▸ WHAT THE TASK ASKS: Each line holding the word "Item" must appear in the answer, copied from the entries.

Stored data
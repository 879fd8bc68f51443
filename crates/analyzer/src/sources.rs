//! Source files handed to the assembler and the package tree built from them

use crate::value::{SourceModule, SourcePackage, Value};
use crate::symbol::SymbolRef;
use indexmap::IndexMap;
use lantern_parser::{AstNode, ImportDecl, PythonParser, extract_imports};
use std::path::{Path, PathBuf};
use std::rc::Rc;

/// A parsed file together with the imports it declares
#[derive(Debug, Clone)]
pub struct SourceBundle {
    pub path: PathBuf,
    pub ast: Rc<AstNode>,
    pub imports: Vec<ImportDecl>,
    /// Root directory of the library this file belongs to, searched by absolute imports
    pub library_root: Option<PathBuf>,
}

impl SourceBundle {
    pub fn new(path: impl Into<PathBuf>, ast: AstNode) -> Self {
        let path = path.into();
        let imports = extract_imports(&path, &ast);
        SourceBundle { path, ast: Rc::new(ast), imports, library_root: None }
    }

    /// Parse `source` and collect its imports
    pub fn parse(path: impl Into<PathBuf>, source: &str, parser: &mut PythonParser) -> lantern_core::Result<Self> {
        let ast = parser.parse_module(source)?;
        Ok(SourceBundle::new(path, ast))
    }

    pub fn with_library_root(mut self, root: impl Into<PathBuf>) -> Self {
        self.library_root = Some(root.into());
        self
    }

    /// Module name derived from the file name; `__init__.py` takes its directory's name
    pub fn module_name(&self) -> String {
        module_name(&self.path)
    }
}

pub(crate) fn module_name(path: &Path) -> String {
    let stem = path.file_stem().map(|s| s.to_string_lossy().into_owned()).unwrap_or_default();
    if stem == "__init__" {
        if let Some(dir) = path.parent().and_then(Path::file_name) {
            return dir.to_string_lossy().into_owned();
        }
    }
    stem
}

/// Directory tree of every analyzed file
///
/// Each directory becomes a [`SourcePackage`] whose entries name the modules and sub-packages it
/// contains; an `__init__.py` becomes the package's init module instead of an entry.
#[derive(Default)]
pub struct SourceTree {
    files: IndexMap<PathBuf, Rc<SourceModule>>,
    dirs: IndexMap<PathBuf, Rc<SourcePackage>>,
}

impl SourceTree {
    pub fn add_file(&mut self, path: &Path, module: Rc<SourceModule>) {
        let parent = path.parent().unwrap_or(Path::new(""));
        let package = self.add_dir(parent);
        if path.file_name().is_some_and(|n| n == "__init__.py") {
            *package.init.borrow_mut() = Some(module.clone());
        } else {
            let stem = module_name(path);
            package.entries.create(&stem).produce(&Value::Module(module.clone()));
        }
        self.files.insert(path.to_path_buf(), module);
    }

    /// Package for `dir`, creating it and its ancestors on first use
    pub fn add_dir(&mut self, dir: &Path) -> Rc<SourcePackage> {
        if let Some(package) = self.dirs.get(dir) {
            return package.clone();
        }
        let package = SourcePackage::new(dir);
        self.dirs.insert(dir.to_path_buf(), package.clone());
        if let (Some(parent), Some(name)) = (dir.parent(), dir.file_name()) {
            let parent = self.add_dir(parent);
            parent.entries.create(&name.to_string_lossy()).produce(&Value::Package(package.clone()));
        }
        package
    }

    pub fn file(&self, path: &Path) -> Option<&Rc<SourceModule>> {
        self.files.get(path)
    }

    pub fn dir(&self, path: &Path) -> Option<&Rc<SourcePackage>> {
        self.dirs.get(path)
    }

    pub fn files(&self) -> impl Iterator<Item = (&PathBuf, &Rc<SourceModule>)> {
        self.files.iter()
    }

    pub fn dirs(&self) -> impl Iterator<Item = (&PathBuf, &Rc<SourcePackage>)> {
        self.dirs.iter()
    }

    pub fn contains(&self, path: &Path) -> bool {
        self.files.contains_key(path)
    }

    /// Entry `name` in the nearest ancestor directory of `from` that has one
    pub fn import_abs(&self, from: &Path, name: &str) -> Option<SymbolRef> {
        let start = from.parent()?;
        start.ancestors().find_map(|dir| self.dirs.get(dir).and_then(|p| p.entries.get(name)))
    }

    /// Entry `name` directly under `root`
    pub fn import_from_root(&self, root: &Path, name: &str) -> Option<SymbolRef> {
        self.dirs.get(root).and_then(|p| p.entries.get(name))
    }

    /// Package `dots` levels up from the file `from`; one dot is the file's own directory
    pub fn import_rel(&self, from: &Path, dots: usize) -> Option<Rc<SourcePackage>> {
        let mut dir = from.parent()?;
        for _ in 1..dots {
            dir = dir.parent()?;
        }
        self.dirs.get(dir).cloned()
    }

    pub(crate) fn clear(&self) {
        for package in self.dirs.values() {
            package.entries.clear_values();
            package.init.borrow_mut().take();
        }
        for module in self.files.values() {
            module.members.clear_values();
        }
    }
}

#[cfg(test)]
mod tests {
    use super::*;
    use crate::symbol::{Address, SymbolTable};

    fn module(path: &str) -> Rc<SourceModule> {
        let builtins = SymbolTable::new(Address::file(""), None);
        SourceModule::new(&module_name(Path::new(path)), Path::new(path), builtins)
    }

    fn tree(paths: &[&str]) -> SourceTree {
        let mut tree = SourceTree::default();
        for path in paths {
            tree.add_file(Path::new(path), module(path));
        }
        tree
    }

    #[test]
    fn test_module_name() {
        assert_eq!(module_name(Path::new("/code/util.py")), "util");
        assert_eq!(module_name(Path::new("/code/pkg/__init__.py")), "pkg");
    }

    #[test]
    fn test_init_becomes_package_init() {
        let tree = tree(&["/code/pkg/__init__.py", "/code/pkg/mod.py"]);
        let package = tree.dir(Path::new("/code/pkg")).unwrap();
        assert!(package.init().is_some());
        assert_eq!(package.entries.names(), vec!["mod"]);
        assert!(package.entries.get("__init__").is_none());
        tree.clear();
    }

    #[test]
    fn test_ancestors_are_registered() {
        let tree = tree(&["/code/a/b/c.py"]);
        let code = tree.dir(Path::new("/code")).unwrap();
        assert!(matches!(code.entries.get("a").unwrap().value(), Value::Package(_)));
        assert!(tree.dir(Path::new("/")).is_some());
        tree.clear();
    }

    #[test]
    fn test_import_abs_prefers_nearest_directory() {
        let tree = tree(&["/code/util.py", "/code/app/util.py", "/code/app/main.py"]);
        let found = tree.import_abs(Path::new("/code/app/main.py"), "util").unwrap();
        let Value::Module(module) = found.value() else { panic!("expected module") };
        assert_eq!(module.path, Path::new("/code/app/util.py"));
        assert!(tree.import_abs(Path::new("/code/app/main.py"), "missing").is_none());
        tree.clear();
    }

    #[test]
    fn test_import_rel() {
        let tree = tree(&["/code/pkg/sub/mod.py", "/code/pkg/other.py"]);
        let here = tree.import_rel(Path::new("/code/pkg/sub/mod.py"), 1).unwrap();
        assert_eq!(here.dir, Path::new("/code/pkg/sub"));
        let up = tree.import_rel(Path::new("/code/pkg/sub/mod.py"), 2).unwrap();
        assert!(up.entries.get("other").is_some());
        tree.clear();
    }
}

▸ REPLY:
    pub fn files(&self) -> impl Iterator<Item = (&PathBuf, &Rc<SourceModule>)> {
    pub fn dirs(&self) -> impl Iterator<Item = (&PathBuf, &Rc<SourcePackage>)> {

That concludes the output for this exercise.